Monday, September 6, 2010

Memoir Monday- For Nicki


I stared at the brown poop sitting on the yellow stain on the white surface of my mom’s feather sheets with no reaction. I didn’t know how to react. How was I supposed to react to my CAT (the one that always goes to the bathroom in her pink sand box) pooping and peeing on my mom’s bed? My mom was going to go crazy… Coming into heat and not having a male cat was driving poor Nicki insane; she sided through the floor all around the house, meowing and purring and then suddenly she started to bite whatever she found, anyways…For the last week Mom had been really cranky with the cat stuff, threaten me, telling me and my sister that she was going to give her up if we didn’t take responsibility. The idea of giving Nicki to another person broke my heart, but I always kept forgetting to take her of her and kept an eye on her, and my sister obviously didn’t either, you know, eight year olds... And now this, I was frozen,, just hoping that my mom didn’t come for a while, but no, I guess it was karma. I heard her shoes tap on the floor as she walked closer and closer, and spontaneously opened the door. Her face was furious, she looked so derogatorily to the poor cat, I quickly took Nicki and went to my room. I didn’t want mom doing anything to Nicki and I didn’t want to clean it either…

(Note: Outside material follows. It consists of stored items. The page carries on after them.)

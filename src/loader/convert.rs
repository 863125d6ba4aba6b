//! Conversion of raw source sections into typed document fields.
//!
//! Every error names the dotted key path of the offending value. Wrong node
//! kinds (a list where a mapping belongs) are parse errors; well-formed but
//! invalid leaves are validation errors.

use super::source::node_kind;
use crate::animation::{
    AnimationBinding, Keyframe, KeyframeOffset, KeyframeStep, is_valid_identifier, is_valid_name,
};
use crate::document::DarkModeStrategy;
use crate::error::{Result, StyleError};
use crate::palette::{ColorValue, DEFAULT_SHADE, HexColor, ShadeKey};
use regex::Regex;
use serde_yaml::{Mapping, Value};
use std::collections::BTreeMap;
use std::sync::LazyLock;
use tracing::warn;

static REQUIRE_REGEX: LazyLock<Regex> = LazyLock::new(|| {
    Regex::new(r#"^require\(\s*['"]([^'"]*)['"]\s*\)$"#).expect("Invalid require() regex")
});

pub(crate) fn child(path: &str, key: &str) -> String {
    format!("{}.{}", path, key)
}

/// Map keys may be strings or, for numeric shade scales, numbers.
fn key_text(key: &Value, path: &str) -> Result<String> {
    match key {
        Value::String(s) => Ok(s.clone()),
        Value::Number(n) => Ok(n.to_string()),
        other => Err(StyleError::parse(format!(
            "{}: keys must be strings, found {}",
            path,
            node_kind(other)
        ))),
    }
}

fn expect_mapping<'a>(value: &'a Value, path: &str) -> Result<&'a Mapping> {
    value.as_mapping().ok_or_else(|| {
        StyleError::parse(format!("{}: expected a mapping, found {}", path, node_kind(value)))
    })
}

/// Scalar leaves become strings; numbers and booleans keep their text.
fn scalar_text(value: &Value, path: &str) -> Result<String> {
    match value {
        Value::String(s) => Ok(s.clone()),
        Value::Number(n) => Ok(n.to_string()),
        Value::Bool(b) => Ok(b.to_string()),
        other => Err(StyleError::parse(format!(
            "{}: expected a scalar value, found {}",
            path,
            node_kind(other)
        ))),
    }
}

fn hex_leaf(value: &Value, path: &str) -> Result<HexColor> {
    match value {
        Value::String(s) => HexColor::parse(s).map_err(|e| e.at(path)),
        Value::Mapping(_) | Value::Sequence(_) => Err(StyleError::parse(format!(
            "{}: expected a hex colour string, found {}",
            path,
            node_kind(value)
        ))),
        other => Err(StyleError::validation(
            path,
            format!("expected a #RRGGBB hex colour string, found {}", node_kind(other)),
        )),
    }
}

// ============================================================================
// Colours
// ============================================================================

pub(crate) fn colors(section: &Mapping, path: &str) -> Result<BTreeMap<String, ColorValue>> {
    let mut palette = BTreeMap::new();

    for (key, value) in section {
        let role = key_text(key, path)?;
        let role_path = child(path, &role);
        if role.trim().is_empty() {
            return Err(StyleError::validation(role_path, "colour role name is empty"));
        }

        let color = match value {
            Value::Mapping(scale) => color_scale(scale, &role_path)?,
            _ => ColorValue::single(hex_leaf(value, &role_path)?),
        };
        palette.insert(role, color);
    }

    Ok(palette)
}

fn color_scale(scale: &Mapping, path: &str) -> Result<ColorValue> {
    let mut value = ColorValue::default();

    for (key, hex) in scale {
        let shade = key_text(key, path)?;
        let shade_path = child(path, &shade);
        let hex = hex_leaf(hex, &shade_path)?;

        if shade == DEFAULT_SHADE {
            value.default = Some(hex);
            continue;
        }

        let key = ShadeKey::parse(&shade).map_err(|e| e.at(&shade_path))?;
        if !key.is_conventional() {
            warn!(path = %shade_path, "unconventional shade key");
        }
        if value.shades.insert(key, hex).is_some() {
            return Err(StyleError::validation(
                shade_path,
                format!("duplicate shade key {}", key),
            ));
        }
    }

    if value.is_empty() {
        return Err(StyleError::validation(path, "colour scale has no shades"));
    }
    Ok(value)
}

// ============================================================================
// Keyframes and animations
// ============================================================================

pub(crate) fn keyframes(section: &Mapping, path: &str) -> Result<BTreeMap<String, Keyframe>> {
    let mut sets = BTreeMap::new();

    for (key, value) in section {
        let name = key_text(key, path)?;
        let set_path = child(path, &name);
        if !is_valid_name(&name) {
            return Err(StyleError::validation(
                set_path,
                format!("'{}' is not a valid keyframes name", name),
            ));
        }
        sets.insert(name, keyframe_set(expect_mapping(value, &set_path)?, &set_path)?);
    }

    Ok(sets)
}

fn keyframe_set(section: &Mapping, path: &str) -> Result<Keyframe> {
    let mut set = Keyframe::new();

    for (key, value) in section {
        let raw = key_text(key, path)?;
        let offset_path = child(path, &raw);
        let offset = KeyframeOffset::parse(&raw).map_err(|e| e.at(&offset_path))?;

        let mut step = KeyframeStep::new();
        for (property, css) in expect_mapping(value, &offset_path)? {
            let property = key_text(property, &offset_path)?;
            let css = scalar_text(css, &child(&offset_path, &property))?;
            step.insert(property, css);
        }

        if set.contains_key(&offset) {
            return Err(StyleError::validation(
                offset_path,
                format!("duplicate keyframe offset '{}'", offset),
            ));
        }
        set.insert(offset, step);
    }

    Ok(set)
}

pub(crate) fn animations(
    section: &Mapping,
    path: &str,
) -> Result<BTreeMap<String, AnimationBinding>> {
    let mut bindings = BTreeMap::new();

    for (key, value) in section {
        let name = key_text(key, path)?;
        let binding_path = child(path, &name);
        if !is_valid_identifier(&name) {
            return Err(StyleError::validation(
                binding_path,
                format!("'{}' is not a valid animation name", name),
            ));
        }

        let shorthand = match value {
            Value::String(s) => s,
            other => {
                return Err(StyleError::validation(
                    binding_path,
                    format!("expected an animation shorthand string, found {}", node_kind(other)),
                ));
            }
        };
        let binding = AnimationBinding::parse(shorthand).map_err(|e| e.at(&binding_path))?;
        bindings.insert(name, binding);
    }

    Ok(bindings)
}

// ============================================================================
// Top-level scalars and sequences
// ============================================================================

/// `false` and `disabled` disable; `['class', '.selector']` is the class form.
pub(crate) fn dark_mode(value: Option<&Value>) -> Result<Option<DarkModeStrategy>> {
    const PATH: &str = "darkMode";
    let unrecognized = |shown: String| {
        StyleError::validation(
            PATH,
            format!(
                "unrecognized dark mode {} (expected media, class, selector, false, \
                 media-query, explicit-class, or disabled)",
                shown
            ),
        )
    };

    match value {
        None | Some(Value::Null) => Ok(None),
        Some(Value::Bool(false)) => Ok(Some(DarkModeStrategy::Disabled)),
        Some(Value::String(s)) => DarkModeStrategy::from_str(s)
            .map(Some)
            .ok_or_else(|| unrecognized(format!("'{}'", s))),
        Some(Value::Sequence(items)) => {
            let first = items.first().and_then(Value::as_str);
            match first.and_then(DarkModeStrategy::from_str) {
                Some(DarkModeStrategy::ExplicitClass) => Ok(Some(DarkModeStrategy::ExplicitClass)),
                _ => Err(unrecognized("list".to_string())),
            }
        }
        Some(other) => Err(unrecognized(node_kind(other).to_string())),
    }
}

pub(crate) fn content_globs(globs: &[String]) -> Result<Vec<String>> {
    globs
        .iter()
        .enumerate()
        .map(|(i, glob)| {
            let glob = glob.trim();
            if glob.trim_start_matches('!').is_empty() {
                Err(StyleError::validation(
                    format!("content[{}]", i),
                    "content pattern is empty",
                ))
            } else {
                Ok(glob.to_string())
            }
        })
        .collect()
}

/// Accepts bare identifiers and the `require('<id>')` form.
pub(crate) fn plugins(plugins: &[String]) -> Result<Vec<String>> {
    plugins
        .iter()
        .enumerate()
        .map(|(i, plugin)| {
            let plugin = plugin.trim();
            let id = REQUIRE_REGEX
                .captures(plugin)
                .and_then(|caps| caps.get(1))
                .map_or(plugin, |m| m.as_str())
                .trim();
            if id.is_empty() {
                Err(StyleError::validation(
                    format!("plugins[{}]", i),
                    "plugin identifier is empty",
                ))
            } else {
                Ok(id.to_string())
            }
        })
        .collect()
}
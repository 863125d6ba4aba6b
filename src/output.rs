//! Writing resolved documents for the build tool.
//!
//! Writes go through a temporary file in the target directory that is
//! synced and then renamed over the target, so a reader never observes a
//! half-written document. On a crash a `.{filename}.tmp` file may remain.

use crate::document::ConfigDocument;
use crate::error::{Result, StyleError};
use std::fs::{self, File};
use std::io::Write;
use std::path::{Path, PathBuf};

/// Serialization format for a resolved document.
#[derive(Debug, Clone, Copy, PartialEq, Eq, Default, clap::ValueEnum)]
pub enum OutputFormat {
    #[default]
    Json,
    Yaml,
}

/// Render a document in the requested format.
pub fn render(doc: &ConfigDocument, format: OutputFormat) -> Result<String> {
    match format {
        OutputFormat::Json => doc.to_json().map(|mut json| {
            json.push('\n');
            json
        }),
        OutputFormat::Yaml => doc.to_yaml(),
    }
}

/// Render a document and atomically write it to `path`.
pub fn write_document<P: AsRef<Path>>(
    path: P,
    doc: &ConfigDocument,
    format: OutputFormat,
) -> Result<()> {
    atomic_write(path.as_ref(), render(doc, format)?.as_bytes())
}

/// Atomically write bytes to a file, creating parent directories.
///
/// # Arguments
///
/// * `path` - The target file path
/// * `content` - The bytes to write
///
/// # Errors
///
/// Returns `StyleError::UserError` if the parent directory cannot be
/// created or the temporary file cannot be written or renamed.
pub fn atomic_write(path: &Path, content: &[u8]) -> Result<()> {
    if let Some(parent) = path.parent()
        && !parent.as_os_str().is_empty()
        && !parent.exists()
    {
        fs::create_dir_all(parent).map_err(|e| {
            StyleError::UserError(format!(
                "failed to create parent directory '{}': {}",
                parent.display(),
                e
            ))
        })?;
    }

    let temp_path = temp_path_for(path)?;
    write_and_sync(&temp_path, content)?;

    // rename() replaces the destination on both POSIX and Windows.
    fs::rename(&temp_path, path).map_err(|e| {
        let _ = fs::remove_file(&temp_path);
        StyleError::UserError(format!(
            "failed to atomically replace '{}': {}",
            path.display(),
            e
        ))
    })
}

fn temp_path_for(target: &Path) -> Result<PathBuf> {
    let parent = target.parent().unwrap_or(Path::new("."));
    let filename = target
        .file_name()
        .and_then(|n| n.to_str())
        .ok_or_else(|| StyleError::UserError("invalid output file path".to_string()))?;

    Ok(parent.join(format!(".{}.tmp", filename)))
}

fn write_and_sync(path: &Path, content: &[u8]) -> Result<()> {
    let mut file = File::create(path).map_err(|e| {
        StyleError::UserError(format!(
            "failed to create temporary file '{}': {}",
            path.display(),
            e
        ))
    })?;

    file.write_all(content).and_then(|()| file.sync_all()).map_err(|e| {
        let _ = fs::remove_file(path);
        StyleError::UserError(format!("failed to write temporary file: {}", e))
    })
}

I remember coming the next day from school, asking Gladys about Nicki and she telling me that my mom had taken her to the vet to take her ovaries out. I felt expressionless. It couldn’t be! I wanted to her to have babies…. From that moment I realized that my mom was taking it seriously, and she had gone to the first step and I knew that if I didn’t take responsibility I might lose Nicki, and that was the last thing I wanted. It’s funny because a little bit more than a year ago, I thought about cats being disgusting cleaning them selves up with their tongues, and having dangerous diseases that they could transmit but as I saw Nicki grow after my mom gave it to my sister and me as a surprise, I kind of grew an emotional feeling for her, you know, I saw her grow from a little kitty that was the size of my palm to what is she is now. So I told myself that I had to be more responsible with her.


10 comments:

  1. I loved your Memoir.
    It is sad and something similar happened to me, but with my dog, who I adore anyways you did a great job!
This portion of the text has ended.